To live in the Ocean State is to never be very far from the ability to feel very far away. Even if you think you’ve seen it all, surprise destinations exist at every turn. One of these not-so-hidden gems is Rose Island. Only a mile offshore with its lighthouse easily spotted from the Claiborne Pell Newport Bridge, the land mass named for resembling the shape of a rose and stem is only accessible by boat. On all of 18 acres, find the Fort Hamilton Barracks, the Foghorn Room, walking trails, an honor-system gift shop, outbuilding restrooms, a wildlife refuge (closed through August 16 to protect nesting birds), and the lighthouse.
For over a century, the 1870-built lighthouse was home to keepers and their families. After the Newport Bridge was erected, the light station was no longer used and the property fell victim to many years of neglect and vandalism. In 1984, volunteers of the Rose Island Lighthouse and Fort Hamilton Trust restored the building to its 1912 appearance, with mindful renovations including the installation of environmentally sensitive utilities. After much fundraising to pay for the rehab, the beacon was relit on August 7, 1993. Today Rose Island Light is listed on the National Register of Historic Places and appears on charts as a private aid to navigation.
There are a few ways to get to the island and they’re all by boat. The Jamestown Newport Ferry offers daily unreserved “hop-on, hop-off” service; visitors are allowed to take their own watercraft, but only if able to beach it – no anchoring or tying up at the dock is permitted. Once on land, Rose Island is a beautiful place to wander its walking trails, search for sea glass along the shoreline, and take a guided tour. However, the magic of the island happens at dusk when the premises are quiet and the night sky is uninterrupted, making an overnight stay something to experience. Accommodations are available on the main level of the lighthouse (the museum), the second-floor keeper’s apartment, and nearby at the now-silent foghorn room and Fort Hamilton Barracks. Transport is provided to overnight guests.
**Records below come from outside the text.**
//! Trace recorder implementation

use crate::error::{Result, TraceError};
use crate::trace::{TraceEntry, TraceEvent};
use chrono::{DateTime, Utc};
use serde::{Deserialize, Serialize};
use std::collections::HashSet;
use std::path::{Path, PathBuf};
use tokio::fs;
use tokio::sync::{Mutex, RwLock};

/// Records workflow runs for debugging and analysis
pub struct TraceRecorder {
    entries: RwLock<Vec<TraceEntry>>,
    file_path: Option<PathBuf>,
    auto_save: bool,
    /// Serializes snapshot-and-write so a stale snapshot never lands last
    save_lock: Mutex<()>,
}

/// Complete trace data
#[derive(Debug, Clone, Serialize, Deserialize)]
pub struct Trace {
    /// Metadata about the trace
    pub metadata: TraceMetadata,

    /// All trace entries
    pub entries: Vec<TraceEntry>,
}

/// Metadata for a trace
#[derive(Debug, Clone, Serialize, Deserialize)]
pub struct TraceMetadata {
    /// Unique identifier for this trace
    pub id: String,

    /// Time of the first entry
    pub started_at: DateTime<Utc>,

    /// Time of the last entry
    pub completed_at: Option<DateTime<Utc>>,

    /// Version of the trace format
    pub version: String,

    /// Number of distinct runs
    pub run_count: usize,

    /// Number of runs that ended with an error
    pub failed_runs: usize,
}

impl TraceRecorder {
    /// Create a new in-memory trace recorder
    pub fn new() -> Self {
        Self {
            entries: RwLock::new(Vec::new()),
            file_path: None,
            auto_save: false,
            save_lock: Mutex::new(()),
        }
    }

    /// Create a trace recorder that saves to a file after every entry
    pub fn with_file<P: AsRef<Path>>(path: P) -> Self {
        Self {
            entries: RwLock::new(Vec::new()),
            file_path: Some(path.as_ref().to_path_buf()),
            auto_save: true,
            save_lock: Mutex::new(()),
        }
    }

    /// Record a trace entry
    pub async fn record(&self, entry: TraceEntry) -> Result<()> {
        {
            let mut entries = self.entries.write().await;
            entries.push(entry);
        }

        if self.auto_save {
            self.save().await?;
        }

        Ok(())
    }

    /// Get all recorded entries
    pub async fn get_entries(&self) -> Vec<TraceEntry> {
        self.entries.read().await.clone()
    }

    /// Get the number of recorded entries
    pub async fn entry_count(&self) -> usize {
        self.entries.read().await.len()
    }

    /// Save the trace to file
    ///
    /// The file is replaced atomically through a sibling temp file, so
    /// readers never observe a partial trace.
    pub async fn save(&self) -> Result<()> {
        if let Some(path) = &self.file_path {
            let _guard = self.save_lock.lock().await;
            let trace = self.build_trace().await;
            let json = serde_json::to_string_pretty(&trace).map_err(|e| {
                TraceError::RecordingFailed {
                    message: format!("Failed to serialize trace: {}", e),
                }
            })?;

            if let Some(parent) = path.parent() {
                fs::create_dir_all(parent).await?;
            }

            let tmp_path = path.with_extension("json.tmp");
            fs::write(&tmp_path, json).await?;
            fs::rename(&tmp_path, path).await?;
        }

        Ok(())
    }

    /// Load a trace from file
    pub async fn load<P: AsRef<Path>>(path: P) -> Result<Trace> {
        let path = path.as_ref();

        if !path.exists() {
            return Err(TraceError::LoadFailed {
                path: path.to_string_lossy().to_string(),
            }
            .into());
        }

        let content = fs::read_to_string(path).await?;
        let trace: Trace = serde_json::from_str(&content).map_err(|_| TraceError::InvalidFormat)?;

        Ok(trace)
    }

    async fn build_trace(&self) -> Trace {
        let entries = self.entries.read().await.clone();

        let started_at = entries
            .first()
            .map(|e| e.timestamp)
            .unwrap_or_else(Utc::now);
        let completed_at = entries.last().map(|e| e.timestamp);

        let run_count = entries
            .iter()
            .map(|e| e.run_id.as_str())
            .collect::<HashSet<_>>()
            .len();
        let failed_runs = entries
            .iter()
            .filter(|e| matches!(&e.event, TraceEvent::RunCompleted { error: Some(_), .. }))
            .count();

        let metadata = TraceMetadata {
            id: uuid::Uuid::new_v4().to_string(),
            started_at,
            completed_at,
            version: "1.0".to_string(),
            run_count,
            failed_runs,
        };

        Trace { metadata, entries }
    }

    /// Clear all recorded entries
    pub async fn clear(&self) {
        self.entries.write().await.clear();
    }

    /// Get the file path if set
    pub fn file_path(&self) -> Option<&Path> {
        self.file_path.as_deref()
    }
}

impl Default for TraceRecorder {
    fn default() -> Self {
        Self::new()
    }
}

#[cfg(test)]
mod tests {
    use super::*;
    use tempfile::TempDir;

    #[tokio::test]
    async fn test_record_and_clear() {
        let recorder = TraceRecorder::new();
        recorder
            .record(TraceEntry::run_started("a", "2 + 3"))
            .await
            .unwrap();
        assert_eq!(recorder.entry_count().await, 1);

        recorder.clear().await;
        assert_eq!(recorder.entry_count().await, 0);
    }

    #[tokio::test]
    async fn test_auto_save_round_trip() {
        let dir = TempDir::new().unwrap();
        let path = dir.path().join("nested").join("trace.json");
        let recorder = TraceRecorder::with_file(&path);

        recorder.record(TraceEntry::run_started("a", "q1")).await.unwrap();
        recorder
            .record(TraceEntry::run_completed("a", "calculator", None, 3))
            .await
            .unwrap();
        recorder.record(TraceEntry::run_started("b", "q2")).await.unwrap();
        recorder
            .record(TraceEntry::run_completed("b", "missing", Some("알 수 없는 도구: missing"), 1))
            .await
            .unwrap();

        let trace = TraceRecorder::load(&path).await.unwrap();
        assert_eq!(trace.entries.len(), 4);
        assert_eq!(trace.metadata.run_count, 2);
        assert_eq!(trace.metadata.failed_runs, 1);
        assert_eq!(trace.entries, recorder.get_entries().await);
    }

    #[tokio::test(flavor = "multi_thread", worker_threads = 4)]
    async fn test_concurrent_auto_save_keeps_every_entry() {
        let dir = TempDir::new().unwrap();
        let path = dir.path().join("trace.json");

        for round in 0..10 {
            let recorder = std::sync::Arc::new(TraceRecorder::with_file(&path));
            let handles: Vec<_> = (0..32)
                .map(|i| {
                    let recorder = recorder.clone();
                    tokio::spawn(async move {
                        let run_id = format!("run-{}-{}", round, i);
                        recorder
                            .record(TraceEntry::run_started(&run_id, "2 + 3"))
                            .await
                    })
                })
                .collect();

            for handle in handles {
                handle.await.unwrap().unwrap();
            }

            let trace = TraceRecorder::load(&path).await.unwrap();
            assert_eq!(trace.entries.len(), 32);
            assert_eq!(trace.metadata.run_count, 32);
            assert!(!path.with_extension("json.tmp").exists());
        }
    }

    #[tokio::test]
    async fn test_load_missing_file() {
        let dir = TempDir::new().unwrap();
        assert!(TraceRecorder::load(dir.path().join("absent.json")).await.is_err());
    }

    #[tokio::test]
    async fn test_load_invalid_json() {
        let dir = TempDir::new().unwrap();
        let path = dir.path().join("bad.json");
        std::fs::write(&path, "not json").unwrap();
        assert!(TraceRecorder::load(&path).await.is_err());
    }
}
If you’re one for luxury amenities and room service, this isn’t the lodging for you. Think of a stay on Rose Island as glorified camping. For starters, the keeper’s apartment is the only room in the lighthouse that has a full bathroom with shower. Linens and towels are provided, but guests are asked to bring their own beach towels, and dining is BYO food and drink. However, if you’re seeking seclusion, perhaps a game of tic-tac-toe, and unmatched views of Narragansett Bay, you’ll easily give a five star review.